• _Work required_: Reproduce the records precisely. Every line should be included.

◇ ◇ ◇ ◇

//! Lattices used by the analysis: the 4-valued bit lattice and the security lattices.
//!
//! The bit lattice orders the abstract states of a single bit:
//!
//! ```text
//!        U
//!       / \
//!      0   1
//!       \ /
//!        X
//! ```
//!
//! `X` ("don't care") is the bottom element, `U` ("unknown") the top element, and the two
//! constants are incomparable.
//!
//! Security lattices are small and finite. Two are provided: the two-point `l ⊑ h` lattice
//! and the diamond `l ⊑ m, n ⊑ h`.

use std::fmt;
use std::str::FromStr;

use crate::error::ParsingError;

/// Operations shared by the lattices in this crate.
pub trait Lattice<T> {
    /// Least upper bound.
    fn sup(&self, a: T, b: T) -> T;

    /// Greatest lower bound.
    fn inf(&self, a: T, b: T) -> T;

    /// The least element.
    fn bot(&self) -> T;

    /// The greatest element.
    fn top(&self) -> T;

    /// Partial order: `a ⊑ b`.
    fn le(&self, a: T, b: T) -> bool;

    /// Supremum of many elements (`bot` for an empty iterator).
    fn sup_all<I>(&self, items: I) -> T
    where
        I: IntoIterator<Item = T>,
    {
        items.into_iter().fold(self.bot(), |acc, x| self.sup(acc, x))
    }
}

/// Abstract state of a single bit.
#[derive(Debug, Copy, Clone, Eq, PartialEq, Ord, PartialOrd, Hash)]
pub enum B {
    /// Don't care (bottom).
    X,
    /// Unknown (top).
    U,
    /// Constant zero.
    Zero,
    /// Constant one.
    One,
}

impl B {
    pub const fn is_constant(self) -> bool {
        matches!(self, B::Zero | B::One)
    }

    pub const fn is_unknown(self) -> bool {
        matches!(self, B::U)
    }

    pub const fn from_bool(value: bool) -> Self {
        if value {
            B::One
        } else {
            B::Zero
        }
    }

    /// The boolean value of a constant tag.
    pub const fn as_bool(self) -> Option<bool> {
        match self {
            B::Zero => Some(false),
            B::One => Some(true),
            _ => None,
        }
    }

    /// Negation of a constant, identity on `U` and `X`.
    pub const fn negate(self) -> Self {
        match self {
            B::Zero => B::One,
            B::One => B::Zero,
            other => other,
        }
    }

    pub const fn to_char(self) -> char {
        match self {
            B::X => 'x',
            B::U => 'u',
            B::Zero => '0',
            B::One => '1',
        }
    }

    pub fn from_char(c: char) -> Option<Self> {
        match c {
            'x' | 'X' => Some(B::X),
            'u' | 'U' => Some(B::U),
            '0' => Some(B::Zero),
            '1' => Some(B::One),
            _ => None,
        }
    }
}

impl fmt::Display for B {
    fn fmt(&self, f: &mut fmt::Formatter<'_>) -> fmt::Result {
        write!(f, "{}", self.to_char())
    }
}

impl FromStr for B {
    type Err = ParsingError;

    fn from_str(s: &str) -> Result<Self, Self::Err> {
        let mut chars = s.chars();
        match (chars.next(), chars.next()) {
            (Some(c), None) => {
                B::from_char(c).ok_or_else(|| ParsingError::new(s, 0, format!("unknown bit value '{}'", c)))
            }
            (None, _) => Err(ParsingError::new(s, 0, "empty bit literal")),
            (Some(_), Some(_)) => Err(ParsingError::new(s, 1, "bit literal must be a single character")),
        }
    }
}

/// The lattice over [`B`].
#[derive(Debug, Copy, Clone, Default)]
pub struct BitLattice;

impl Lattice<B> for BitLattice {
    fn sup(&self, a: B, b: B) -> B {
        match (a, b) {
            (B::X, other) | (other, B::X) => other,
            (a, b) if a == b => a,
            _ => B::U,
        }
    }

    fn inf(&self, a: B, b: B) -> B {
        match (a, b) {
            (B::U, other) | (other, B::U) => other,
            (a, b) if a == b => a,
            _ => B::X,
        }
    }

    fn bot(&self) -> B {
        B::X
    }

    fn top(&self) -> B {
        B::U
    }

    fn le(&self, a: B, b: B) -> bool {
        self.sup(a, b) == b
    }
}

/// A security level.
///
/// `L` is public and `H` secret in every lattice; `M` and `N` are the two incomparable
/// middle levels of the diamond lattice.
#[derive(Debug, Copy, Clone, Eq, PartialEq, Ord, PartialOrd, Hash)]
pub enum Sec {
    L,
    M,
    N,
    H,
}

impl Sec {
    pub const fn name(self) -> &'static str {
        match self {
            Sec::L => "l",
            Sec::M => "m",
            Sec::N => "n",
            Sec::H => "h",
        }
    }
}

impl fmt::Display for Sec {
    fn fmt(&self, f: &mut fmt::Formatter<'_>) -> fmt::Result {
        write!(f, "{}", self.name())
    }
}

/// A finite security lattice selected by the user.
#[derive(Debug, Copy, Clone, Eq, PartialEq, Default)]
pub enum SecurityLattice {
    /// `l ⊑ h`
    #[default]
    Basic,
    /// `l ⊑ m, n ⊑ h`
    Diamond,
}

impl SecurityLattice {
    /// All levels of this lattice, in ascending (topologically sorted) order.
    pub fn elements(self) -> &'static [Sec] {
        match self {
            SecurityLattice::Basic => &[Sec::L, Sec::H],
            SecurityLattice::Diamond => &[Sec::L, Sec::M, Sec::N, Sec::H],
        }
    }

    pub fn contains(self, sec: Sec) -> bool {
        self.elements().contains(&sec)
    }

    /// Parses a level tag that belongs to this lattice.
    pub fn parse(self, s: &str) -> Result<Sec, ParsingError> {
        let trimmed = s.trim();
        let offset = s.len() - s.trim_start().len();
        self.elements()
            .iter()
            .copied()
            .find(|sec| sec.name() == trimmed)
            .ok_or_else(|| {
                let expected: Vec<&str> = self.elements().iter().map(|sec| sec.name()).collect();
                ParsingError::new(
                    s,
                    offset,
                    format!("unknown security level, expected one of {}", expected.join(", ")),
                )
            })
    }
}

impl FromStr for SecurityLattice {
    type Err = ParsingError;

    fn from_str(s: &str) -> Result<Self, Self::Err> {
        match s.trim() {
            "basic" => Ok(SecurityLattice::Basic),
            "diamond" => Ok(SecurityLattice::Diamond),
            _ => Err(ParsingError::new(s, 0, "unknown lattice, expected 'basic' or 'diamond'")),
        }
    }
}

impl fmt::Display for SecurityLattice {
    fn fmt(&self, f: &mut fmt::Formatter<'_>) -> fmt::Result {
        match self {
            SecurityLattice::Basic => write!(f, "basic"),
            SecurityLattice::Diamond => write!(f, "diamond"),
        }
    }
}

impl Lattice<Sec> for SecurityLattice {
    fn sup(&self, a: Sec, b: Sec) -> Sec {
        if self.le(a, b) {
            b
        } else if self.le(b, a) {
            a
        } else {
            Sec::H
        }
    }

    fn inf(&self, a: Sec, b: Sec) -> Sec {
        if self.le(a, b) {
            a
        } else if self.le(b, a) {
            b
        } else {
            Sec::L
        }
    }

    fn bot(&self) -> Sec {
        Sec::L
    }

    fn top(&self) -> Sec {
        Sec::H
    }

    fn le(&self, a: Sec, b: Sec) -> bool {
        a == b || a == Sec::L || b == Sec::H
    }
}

◇ ◇ ◇ ◇

• _Task answer_:
//! Lattices used by the analysis: the 4-valued bit lattice and the security lattices.
//!
//! The bit lattice orders the abstract states of a single bit:
//!
//! ```text
//!        U
//!       / \
//!      0   1
//!       \ /
//!        X
//! ```
//!
//! `X` ("don't care") is the bottom element, `U` ("unknown") the top element, and the two
//! constants are incomparable.
//!
//! Security lattices are small and finite. Two are provided: the two-point `l ⊑ h` lattice
//! and the diamond `l ⊑ m, n ⊑ h`.

use std::fmt;
use std::str::FromStr;

use crate::error::ParsingError;

/// Operations shared by the lattices in this crate.
pub trait Lattice<T> {
    /// Least upper bound.
    fn sup(&self, a: T, b: T) -> T;

    /// Greatest lower bound.
    fn inf(&self, a: T, b: T) -> T;

    /// The least element.
    fn bot(&self) -> T;

    /// The greatest element.
    fn top(&self) -> T;

    /// Partial order: `a ⊑ b`.
    fn le(&self, a: T, b: T) -> bool;

    /// Supremum of many elements (`bot` for an empty iterator).
    fn sup_all<I>(&self, items: I) -> T
    where
        I: IntoIterator<Item = T>,
    {
        items.into_iter().fold(self.bot(), |acc, x| self.sup(acc, x))
    }
}

/// Abstract state of a single bit.
#[derive(Debug, Copy, Clone, Eq, PartialEq, Ord, PartialOrd, Hash)]
pub enum B {
    /// Don't care (bottom).
    X,
    /// Unknown (top).
    U,
    /// Constant zero.
    Zero,
    /// Constant one.
    One,
}

impl B {
    pub const fn is_constant(self) -> bool {
        matches!(self, B::Zero | B::One)
    }

    pub const fn is_unknown(self) -> bool {
        matches!(self, B::U)
    }

    pub const fn from_bool(value: bool) -> Self {
        if value {
            B::One
        } else {
            B::Zero
        }
    }

    /// The boolean value of a constant tag.
    pub const fn as_bool(self) -> Option<bool> {
        match self {
            B::Zero => Some(false),
            B::One => Some(true),
            _ => None,
        }
    }

    /// Negation of a constant, identity on `U` and `X`.
    pub const fn negate(self) -> Self {
        match self {
            B::Zero => B::One,
            B::One => B::Zero,
            other => other,
        }
    }

    pub const fn to_char(self) -> char {
        match self {
            B::X => 'x',
            B::U => 'u',
            B::Zero => '0',
            B::One => '1',
        }
    }

    pub fn from_char(c: char) -> Option<Self> {
        match c {
            'x' | 'X' => Some(B::X),
            'u' | 'U' => Some(B::U),
            '0' => Some(B::Zero),
            '1' => Some(B::One),
            _ => None,
        }
    }
}

impl fmt::Display for B {
    fn fmt(&self, f: &mut fmt::Formatter<'_>) -> fmt::Result {
        write!(f, "{}", self.to_char())
    }
}

impl FromStr for B {
    type Err = ParsingError;

    fn from_str(s: &str) -> Result<Self, Self::Err> {
        let mut chars = s.chars();
        match (chars.next(), chars.next()) {
            (Some(c), None) => {
                B::from_char(c).ok_or_else(|| ParsingError::new(s, 0, format!("unknown bit value '{}'", c)))
            }
            (None, _) => Err(ParsingError::new(s, 0, "empty bit literal")),
            (Some(_), Some(_)) => Err(ParsingError::new(s, 1, "bit literal must be a single character")),
        }
    }
}

/// The lattice over [`B`].
#[derive(Debug, Copy, Clone, Default)]
pub struct BitLattice;

impl Lattice<B> for BitLattice {
    fn sup(&self, a: B, b: B) -> B {
        match (a, b) {
            (B::X, other) | (other, B::X) => other,
            (a, b) if a == b => a,
            _ => B::U,
        }
    }

    fn inf(&self, a: B, b: B) -> B {
        match (a, b) {
            (B::U, other) | (other, B::U) => other,
            (a, b) if a == b => a,
            _ => B::X,
        }
    }

    fn bot(&self) -> B {
        B::X
    }

    fn top(&self) -> B {
        B::U
    }

    fn le(&self, a: B, b: B) -> bool {
        self.sup(a, b) == b
    }
}

/// A security level.
///
/// `L` is public and `H` secret in every lattice; `M` and `N` are the two incomparable
/// middle levels of the diamond lattice.
#[derive(Debug, Copy, Clone, Eq, PartialEq, Ord, PartialOrd, Hash)]
pub enum Sec {
    L,
    M,
    N,
    H,
}

impl Sec {
    pub const fn name(self) -> &'static str {
        match self {
            Sec::L => "l",
            Sec::M => "m",
            Sec::N => "n",
            Sec::H => "h",
        }
    }
}

impl fmt::Display for Sec {
    fn fmt(&self, f: &mut fmt::Formatter<'_>) -> fmt::Result {
        write!(f, "{}", self.name())
    }
}

/// A finite security lattice selected by the user.
#[derive(Debug, Copy, Clone, Eq, PartialEq, Default)]
pub enum SecurityLattice {
    /// `l ⊑ h`
    #[default]
    Basic,
    /// `l ⊑ m, n ⊑ h`
    Diamond,
}

impl SecurityLattice {
    /// All levels of this lattice, in ascending (topologically sorted) order.
    pub fn elements(self) -> &'static [Sec] {
        match self {
            SecurityLattice::Basic => &[Sec::L, Sec::H],
            SecurityLattice::Diamond => &[Sec::L, Sec::M, Sec::N, Sec::H],
        }
    }

    pub fn contains(self, sec: Sec) -> bool {
        self.elements().contains(&sec)
    }

    /// Parses a level tag that belongs to this lattice.
    pub fn parse(self, s: &str) -> Result<Sec, ParsingError> {
        let trimmed = s.trim();
        let offset = s.len() - s.trim_start().len();
        self.elements()
            .iter()
            .copied()
            .find(|sec| sec.name() == trimmed)
            .ok_or_else(|| {
                let expected: Vec<&str> = self.elements().iter().map(|sec| sec.name()).collect();
                ParsingError::new(
                    s,
                    offset,
                    format!("unknown security level, expected one of {}", expected.join(", ")),
                )
            })
    }
}

impl FromStr for SecurityLattice {
    type Err = ParsingError;

    fn from_str(s: &str) -> Result<Self, Self::Err> {
        match s.trim() {
            "basic" => Ok(SecurityLattice::Basic),
            "diamond" => Ok(SecurityLattice::Diamond),
            _ => Err(ParsingError::new(s, 0, "unknown lattice, expected 'basic' or 'diamond'")),
        }
    }
}

impl fmt::Display for SecurityLattice {
    fn fmt(&self, f: &mut fmt::Formatter<'_>) -> fmt::Result {
        match self {
            SecurityLattice::Basic => write!(f, "basic"),
            SecurityLattice::Diamond => write!(f, "diamond"),
        }
    }
}

impl Lattice<Sec> for SecurityLattice {
    fn sup(&self, a: Sec, b: Sec) -> Sec {
        if self.le(a, b) {
            b
        } else if self.le(b, a) {
            a
        } else {
            Sec::H
        }
    }

    fn inf(&self, a: Sec, b: Sec) -> Sec {
        if self.le(a, b) {
            a
        } else if self.le(b, a) {
            b
        } else {
            Sec::L
        }
    }

    fn bot(&self) -> Sec {
        Sec::L
    }

    fn top(&self) -> Sec {
        Sec::H
    }

    fn le(&self, a: Sec, b: Sec) -> bool {
        a == b || a == Sec::L || b == Sec::H
    }
}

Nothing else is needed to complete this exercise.